But in I went anyway. I sat down at that table, shook Steve's hand as boldly as I could, and gave him my one sheet.

Yup, just like that. I was so nervous, I could barely eek out a word. Not really sure what I actually said... I think I went for the honesty-card and said something like, "I, uh, have never done this before. Here is my onesheet. You rejected it but I revised it." Then shoved said onesheet into his hands.

He looked at it, then asked for my first chapter. I rejoiced that I'd printed it and handed that over.

Then the most blessed thing happened.

Steve Laube... THE Steve Laube... laughed. Not like as in "This is the stupidest thing I've ever seen" kind of laugh. But in a "Hey, that's actually funny" kinda laugh.

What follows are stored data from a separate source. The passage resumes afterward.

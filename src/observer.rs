//! Diagnostic observers for resolution traceability.
//!
//! This module provides hooks for observing resolution events, enabling
//! structured tracing, performance monitoring and debugging of container
//! start-up.

use std::sync::Arc;
use std::time::Duration;

use crate::error::DiError;
use crate::key::EntryId;

/// Observer trait for resolution events.
///
/// Observers are notified whenever the container actually runs the factory
/// chain for an entry; cache hits are not reported. Events for nested
/// resolutions (an entry requested by another entry's factory) are reported
/// too, so `resolving`/`resolved` pairs nest like the call tree.
///
/// Observer calls are made synchronously during resolution. Keep
/// implementations lightweight.
///
/// # Examples
///
/// ```
/// use layered_di::{ContainerBuilder, Definitions, DiError, DiObserver, EntryId};
/// use std::sync::{Arc, Mutex};
/// use std::time::Duration;
///
/// #[derive(Default)]
/// struct Recorder {
///     events: Mutex<Vec<String>>,
/// }
///
/// impl DiObserver for Recorder {
///     fn resolving(&self, entry: &EntryId) {
///         self.events.lock().unwrap().push(format!("start {}", entry));
///     }
///
///     fn resolved(&self, entry: &EntryId, _duration: Duration) {
///         self.events.lock().unwrap().push(format!("done {}", entry));
///     }
///
///     fn resolution_failed(&self, entry: &EntryId, error: &DiError) {
///         self.events.lock().unwrap().push(format!("fail {}: {}", entry, error));
///     }
/// }
///
/// let recorder = Arc::new(Recorder::default());
/// let mut defs = Definitions::new();
/// defs.value("answer", 42u32);
///
/// let mut builder = ContainerBuilder::new();
/// builder.add_observer(recorder.clone());
/// builder.add_provider(defs)?;
/// let container = builder.build();
///
/// container.get("answer")?;
/// container.get("answer")?; // cached: no events
/// assert_eq!(*recorder.events.lock().unwrap(), vec!["start answer", "done answer"]);
/// # Ok::<(), DiError>(())
/// ```
pub trait DiObserver: Send + Sync {
    /// Called before the active factory of `entry` is invoked.
    fn resolving(&self, entry: &EntryId);

    /// Called after the factory chain of `entry` produced a value.
    ///
    /// # Arguments
    ///
    /// * `entry` - The entry that was resolved
    /// * `duration` - Time elapsed from `resolving` to `resolved`, nested
    ///   resolutions included
    fn resolved(&self, entry: &EntryId, duration: Duration);

    /// Called when resolving `entry` failed. The error is still returned to
    /// the caller after this call.
    fn resolution_failed(&self, entry: &EntryId, error: &DiError) {
        let _ = (entry, error);
    }
}

/// Container for registered observers.
///
/// Designed to have minimal overhead when no observers are registered.
#[derive(Default)]
pub(crate) struct Observers {
    observers: Vec<Arc<dyn DiObserver>>,
}

impl Observers {
    pub(crate) fn new() -> Self {
        Self {
            observers: Vec::new(),
        }
    }

    pub(crate) fn add(&mut self, observer: Arc<dyn DiObserver>) {
        self.observers.push(observer);
    }

    /// Returns true if any observers are registered.
    #[inline]
    pub(crate) fn has_observers(&self) -> bool {
        !self.observers.is_empty()
    }

    #[inline]
    pub(crate) fn resolving(&self, entry: &EntryId) {
        for observer in &self.observers {
            observer.resolving(entry);
        }
    }

    #[inline]
    pub(crate) fn resolved(&self, entry: &EntryId, duration: Duration) {
        for observer in &self.observers {
            observer.resolved(entry, duration);
        }
    }

    #[inline]
    pub(crate) fn resolution_failed(&self, entry: &EntryId, error: &DiError) {
        for observer in &self.observers {
            observer.resolution_failed(entry, error);
        }
    }
}

/// Built-in observer that forwards events to `tracing`.
///
/// Successful resolutions are emitted at `DEBUG`, failures at `WARN`. Install
/// a subscriber (for example `tracing_subscriber::fmt`) to see them.
///
/// # Examples
///
/// ```
/// use layered_di::{ContainerBuilder, TracingObserver};
/// use std::sync::Arc;
///
/// let mut builder = ContainerBuilder::new();
/// builder.add_observer(Arc::new(TracingObserver::with_label("bootstrap")));
/// let container = builder.build();
/// ```
#[derive(Debug, Clone)]
pub struct TracingObserver {
    label: String,
}

impl TracingObserver {
    /// Creates a tracing observer with the default label.
    pub fn new() -> Self {
        Self {
            label: "layered-di".to_string(),
        }
    }

    /// Creates a tracing observer whose events carry a custom label.
    pub fn with_label(label: impl Into<String>) -> Self {
        Self {
            label: label.into(),
        }
    }

    /// The label attached to every event.
    pub fn label(&self) -> &str {
        &self.label
    }
}

impl Default for TracingObserver {
    fn default() -> Self {
        Self::new()
    }
}

impl DiObserver for TracingObserver {
    fn resolving(&self, entry: &EntryId) {
        tracing::debug!(label = %self.label, entry = %entry, "resolving");
    }

    fn resolved(&self, entry: &EntryId, duration: Duration) {
        tracing::debug!(
            label = %self.label,
            entry = %entry,
            elapsed_us = duration.as_micros() as u64,
            "resolved"
        );
    }

    fn resolution_failed(&self, entry: &EntryId, error: &DiError) {
        tracing::warn!(label = %self.label, entry = %entry, error = %error, "resolution failed");
    }
}
//! Entry identifier type for the dependency injection container.

use std::borrow::Borrow;
use std::fmt;
use std::sync::Arc;

/// Identifier for an entry in the container.
///
/// Identifiers are opaque strings, unique within one container. Registering
/// the same identifier from two providers is not an error: it is how a later
/// provider overrides or extends an earlier one.
///
/// `EntryId` is backed by an `Arc<str>` so cloning it onto the resolution
/// stack or into error paths never copies the string.
///
/// # Examples
///
/// ```rust
/// use layered_di::EntryId;
///
/// let id = EntryId::from("logger");
/// assert_eq!(id.as_str(), "logger");
/// assert_eq!(id, "logger");
/// assert_eq!(id.to_string(), "logger");
/// ```
#[derive(Clone, PartialEq, Eq, Hash, PartialOrd, Ord)]
pub struct EntryId(Arc<str>);

impl EntryId {
    /// Creates an identifier from anything string-like.
    pub fn new(id: impl AsRef<str>) -> Self {
        EntryId(Arc::from(id.as_ref()))
    }

    /// The identifier as a string slice.
    #[inline]
    pub fn as_str(&self) -> &str {
        &self.0
    }
}

impl fmt::Debug for EntryId {
    fn fmt(&self, f: &mut fmt::Formatter<'_>) -> fmt::Result {
        write!(f, "EntryId({:?})", &*self.0)
    }
}

impl fmt::Display for EntryId {
    fn fmt(&self, f: &mut fmt::Formatter<'_>) -> fmt::Result {
        f.write_str(&self.0)
    }
}

// Lets maps keyed by EntryId be queried with a plain &str.
impl Borrow<str> for EntryId {
    fn borrow(&self) -> &str {
        &self.0
    }
}

impl AsRef<str> for EntryId {
    fn as_ref(&self) -> &str {
        &self.0
    }
}

impl From<&str> for EntryId {
    fn from(id: &str) -> Self {
        EntryId(Arc::from(id))
    }
}

impl From<String> for EntryId {
    fn from(id: String) -> Self {
        EntryId(Arc::from(id))
    }
}

impl From<&String> for EntryId {
    fn from(id: &String) -> Self {
        EntryId::new(id)
    }
}

impl From<&EntryId> for EntryId {
    fn from(id: &EntryId) -> Self {
        id.clone()
    }
}

impl PartialEq<str> for EntryId {
    fn eq(&self, other: &str) -> bool {
        &*self.0 == other
    }
}

impl PartialEq<&str> for EntryId {
    fn eq(&self, other: &&str) -> bool {
        &*self.0 == *other
    }
}
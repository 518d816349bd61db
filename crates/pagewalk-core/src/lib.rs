#![forbid(unsafe_code)]
#![cfg_attr(docsrs, feature(doc_cfg))]
#![doc = include_str!("../README.md")]

// Tracing target constants for consistent logging.

/// Tracing target for document store operations.
///
/// Use this target for logging queries, lookups and batched writes against a store.
pub const TRACING_TARGET_STORE: &str = "pagewalk_core::store";

/// Tracing target for operation accounting.
///
/// Use this target for logging read/write/delete counts reported to an [`OperationHook`].
pub const TRACING_TARGET_ACCOUNTING: &str = "pagewalk_core::accounting";

mod accounting;
mod entity;
mod error;
pub mod memory;
pub mod query;
mod store;

pub use accounting::{
    NoopHook, Operation, OperationCounter, OperationCounts, OperationHook, SharedHook,
};
pub use entity::Entity;
pub use error::{BoxError, Error, Result};
pub use memory::MemoryStore;
pub use query::{Comparison, Direction, Predicate, SortKey, StoreQuery};
pub use store::{DocumentStore, MAX_BATCH_SIZE};
//! Retry policy for optimistic updates.

use std::future::Future;
use std::time::Duration;

use crate::{Result, TRACING_TARGET_RETRY};

/// Configuration for retry behavior on failed operations.
#[derive(Debug, Clone, PartialEq)]
pub struct RetryConfig {
    /// Maximum number of retry attempts (0 means no retries)
    pub max_attempts: u32,
    /// Initial backoff duration
    pub initial_backoff: Duration,
    /// Maximum backoff duration
    pub max_backoff: Duration,
    /// Backoff multiplier for exponential backoff
    pub backoff_multiplier: f64,
}

impl Default for RetryConfig {
    fn default() -> Self {
        Self {
            max_attempts: 5,
            initial_backoff: Duration::from_millis(20),
            max_backoff: Duration::from_secs(1),
            backoff_multiplier: 2.0,
        }
    }
}

impl RetryConfig {
    /// Create a new retry configuration.
    pub fn new(max_attempts: u32, initial_backoff: Duration) -> Self {
        Self {
            max_attempts,
            initial_backoff,
            ..Self::default()
        }
    }

    /// Create a configuration with no retries.
    pub fn no_retry() -> Self {
        Self {
            max_attempts: 0,
            initial_backoff: Duration::ZERO,
            max_backoff: Duration::ZERO,
            backoff_multiplier: 1.0,
        }
    }

    /// Set the maximum backoff duration.
    pub fn with_max_backoff(mut self, max_backoff: Duration) -> Self {
        self.max_backoff = max_backoff;
        self
    }

    /// Set the backoff multiplier.
    pub fn with_multiplier(mut self, multiplier: f64) -> Self {
        self.backoff_multiplier = multiplier;
        self
    }

    /// Calculate the backoff duration for a given attempt number.
    fn calculate_backoff(&self, attempt: u32) -> Duration {
        let backoff_millis = (self.initial_backoff.as_millis() as f64)
            * self.backoff_multiplier.powi(attempt as i32);
        let backoff = Duration::from_millis(backoff_millis as u64);
        backoff.min(self.max_backoff)
    }

    /// Retry an async operation according to this configuration.
    ///
    /// The operation receives the zero-based attempt number. Errors that are
    /// not [retryable](crate::Error::is_retryable) are returned immediately;
    /// otherwise the error of the last attempt is returned.
    pub async fn retry<F, Fut, T>(&self, mut operation: F) -> Result<T>
    where
        F: FnMut(u32) -> Fut,
        Fut: Future<Output = Result<T>>,
    {
        let mut attempt = 0;
        loop {
            let err = match operation(attempt).await {
                Ok(value) => return Ok(value),
                Err(err) => err,
            };

            if !err.is_retryable() {
                tracing::debug!(
                    target: TRACING_TARGET_RETRY,
                    error = %err,
                    "Non-retryable error, failing immediately"
                );
                return Err(err);
            }

            if attempt >= self.max_attempts {
                tracing::warn!(
                    target: TRACING_TARGET_RETRY,
                    attempts = attempt + 1,
                    error = %err,
                    "Retry attempts exhausted"
                );
                return Err(err);
            }

            let backoff = self.calculate_backoff(attempt);
            tracing::debug!(
                target: TRACING_TARGET_RETRY,
                attempt = attempt + 1,
                max_attempts = self.max_attempts,
                backoff_ms = backoff.as_millis(),
                "Retrying operation after backoff"
            );
            tokio::time::sleep(backoff).await;
            attempt += 1;
        }
    }
}
//! Chunked concurrent batch writes.

use std::future::Future;

use futures::future::join_all;
use pagewalk_core::{Operation, SharedHook};

use crate::{Error, Result, TRACING_TARGET_BATCH};

/// Splits `items` into groups of at most `group_size` entries, preserving order.
pub(crate) fn split_groups<T>(items: Vec<T>, group_size: usize) -> Vec<Vec<T>> {
    let group_size = group_size.max(1);
    let mut groups = Vec::with_capacity(items.len().div_ceil(group_size));
    let mut items = items.into_iter().peekable();
    while items.peek().is_some() {
        groups.push(items.by_ref().take(group_size).collect());
    }
    groups
}

/// Writes `items` in groups, all groups in flight at once.
///
/// Each committed group is reported to `hook` as `operation` with the group
/// length. Returns the number of committed items, or
/// [`Error::PartialBatch`] with the first group failure when any group failed.
#[tracing::instrument(
    skip(items, hook, write),
    fields(total = items.len()),
    target = TRACING_TARGET_BATCH
)]
pub(crate) async fn write_groups<T, F, Fut>(
    name: &'static str,
    operation: Operation,
    items: Vec<T>,
    group_size: usize,
    hook: &SharedHook,
    write: F,
) -> Result<usize>
where
    F: Fn(Vec<T>) -> Fut,
    Fut: Future<Output = pagewalk_core::Result<()>>,
{
    let total = items.len();
    let groups = split_groups(items, group_size);
    let group_count = groups.len();

    let outcomes = join_all(groups.into_iter().map(|group| {
        let len = group.len();
        let pending = write(group);
        async move { (len, pending.await) }
    }))
    .await;

    let mut committed = 0;
    let mut failed_groups = 0;
    let mut first_error = None;

    for (index, (len, outcome)) in outcomes.into_iter().enumerate() {
        match outcome {
            Ok(()) => {
                committed += len;
                hook.record(operation, len as u64);
            }
            Err(error) => {
                tracing::error!(
                    target: TRACING_TARGET_BATCH,
                    group = index,
                    size = len,
                    error = %error,
                    "Batch group failed"
                );
                failed_groups += 1;
                first_error.get_or_insert(error);
            }
        }
    }

    match first_error {
        None => {
            tracing::debug!(
                target: TRACING_TARGET_BATCH,
                committed,
                groups = group_count,
                "Batch committed"
            );
            Ok(committed)
        }
        Some(source) => Err(Error::PartialBatch {
            operation: name,
            committed,
            total,
            failed_groups,
            source,
        }),
    }
}
//! Entity record stored in a document collection.

use jiff::Timestamp;
use serde::{Deserialize, Serialize};
use serde_json::{Map, Value};

/// A uniquely identified record in a document collection.
///
/// The three system attributes are managed by the CRUD layer: `id` is
/// immutable, `created_at` is set once, and `updated_at` is refreshed on every
/// write. Everything else lives in `fields` and is opaque to the iteration core.
#[derive(Debug, Clone, PartialEq, Serialize, Deserialize)]
#[serde(rename_all = "camelCase")]
pub struct Entity {
    /// Unique identifier, also used as the pagination cursor.
    pub id: String,
    /// Creation time.
    pub created_at: Timestamp,
    /// Last write time.
    pub updated_at: Timestamp,
    /// Caller-defined attributes.
    #[serde(flatten)]
    pub fields: Map<String, Value>,
}

impl Entity {
    /// Name of the id attribute as seen by queries.
    pub const ID_FIELD: &'static str = "id";
    /// Name of the creation time attribute as seen by queries.
    pub const CREATED_AT_FIELD: &'static str = "createdAt";
    /// Name of the last write time attribute as seen by queries.
    pub const UPDATED_AT_FIELD: &'static str = "updatedAt";

    /// Creates an entity with both timestamps set to `now`.
    pub fn new(id: impl Into<String>, fields: Map<String, Value>, now: Timestamp) -> Self {
        Self {
            id: id.into(),
            created_at: now,
            updated_at: now,
            fields,
        }
    }

    /// Returns whether `field` names one of the system attributes.
    pub fn is_system_field(field: &str) -> bool {
        matches!(
            field,
            Self::ID_FIELD | Self::CREATED_AT_FIELD | Self::UPDATED_AT_FIELD
        )
    }

    /// Looks up a caller-defined attribute by dotted path (`address.city`).
    ///
    /// System attributes are not part of `fields`; use the struct members for those.
    pub fn field(&self, path: &str) -> Option<&Value> {
        let mut segments = path.split('.');
        let mut current = self.fields.get(segments.next()?)?;
        for segment in segments {
            current = match current {
                Value::Object(map) => map.get(segment)?,
                Value::Array(items) => items.get(segment.parse::<usize>().ok()?)?,
                _ => return None,
            };
        }
        Some(current)
    }

    /// Sets a caller-defined attribute, returning the previous value.
    ///
    /// System attribute names are ignored and yield `None`.
    pub fn set(&mut self, field: impl Into<String>, value: impl Into<Value>) -> Option<Value> {
        let field = field.into();
        if Self::is_system_field(&field) {
            return None;
        }
        self.fields.insert(field, value.into())
    }

    /// Shallow-merges `patch` into the caller-defined attributes.
    ///
    /// `null` values remove the attribute. System attribute names are ignored.
    pub fn merge(&mut self, patch: Map<String, Value>) {
        for (key, value) in patch {
            if Self::is_system_field(&key) {
                continue;
            }
            if value.is_null() {
                self.fields.remove(&key);
            } else {
                self.fields.insert(key, value);
            }
        }
    }

    /// Marks the entity as written at `now`.
    pub fn touch(&mut self, now: Timestamp) {
        self.updated_at = now;
    }
}
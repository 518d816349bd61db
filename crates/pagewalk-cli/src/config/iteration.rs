//! Iteration configuration: paging, resumption and fan-out.

use anyhow::{Result as AnyhowResult, anyhow};
use clap::Args;
use pagewalk_iter::DEFAULT_PAGE_SIZE;
use serde::{Deserialize, Serialize};

use crate::TRACING_TARGET_CONFIG;

/// Iteration configuration.
///
/// # Environment Variables
///
/// - `PAGEWALK_PAGE_SIZE` - Entities per page (default: 500)
/// - `PAGEWALK_START_AFTER` - Id to resume strictly after
/// - `PAGEWALK_MAX_CONCURRENCY` - Entities processed at once, 0 for the whole page
/// - `PAGEWALK_LIMIT` - Stop after this many entities
#[derive(Debug, Clone, Args, Serialize, Deserialize)]
#[must_use = "config does nothing unless you use it"]
pub struct IterationArgs {
    /// Maximum number of entities fetched per page.
    #[arg(long, env = "PAGEWALK_PAGE_SIZE", default_value_t = DEFAULT_PAGE_SIZE)]
    pub page_size: usize,

    /// Resume strictly after the entity with this id.
    ///
    /// Pass the last processed id reported by a previous run.
    #[arg(long, env = "PAGEWALK_START_AFTER")]
    pub start_after: Option<String>,

    /// Maximum entities of a page processed at once; 0 means the whole page.
    #[arg(long, env = "PAGEWALK_MAX_CONCURRENCY", default_value_t = 0)]
    pub max_concurrency: usize,

    /// Stop after emitting this many entities.
    ///
    /// The walk ends after the page containing the last emitted entity.
    #[arg(long, env = "PAGEWALK_LIMIT")]
    pub limit: Option<u64>,
}

impl Default for IterationArgs {
    fn default() -> Self {
        Self {
            page_size: DEFAULT_PAGE_SIZE,
            start_after: None,
            max_concurrency: 0,
            limit: None,
        }
    }
}

impl IterationArgs {
    /// Validates all configuration values.
    pub fn validate(&self) -> AnyhowResult<()> {
        if self.page_size == 0 {
            return Err(anyhow!("Page size must be greater than 0"));
        }

        if self.start_after.as_deref() == Some("") {
            return Err(anyhow!("Start cursor must not be empty"));
        }

        if self.limit == Some(0) {
            return Err(anyhow!("Limit must be greater than 0"));
        }

        Ok(())
    }

    /// Logs the iteration configuration.
    pub fn log(&self) {
        tracing::info!(
            target: TRACING_TARGET_CONFIG,
            page_size = self.page_size,
            start_after = ?self.start_after,
            max_concurrency = self.max_concurrency,
            limit = ?self.limit,
            "Iteration configuration"
        );
    }
}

My heart soared higher than the cliff I had been wanting to jump off moments before.

He read a few pages, then gave me some good pointers. I nodded and soaked in the information.

Then time was up, and I left.

Yeah, he didn't ask for anything. But I'd been bold. I'd gotten feedback. And my writing had made an agent laugh.

The "Bold" Alleycats...
doing Low Rider at 2012 ACFW...
I still vote that Ang wins as best lowrider!
For my first conference and a year into the whole writing thing, I was pretty thrilled.

And unbeknownst to me at the time, my rejection and boldy putting myself out there at a conference were not only steps on my ladder TO publication... but it was also preparing me for when I BECAME published.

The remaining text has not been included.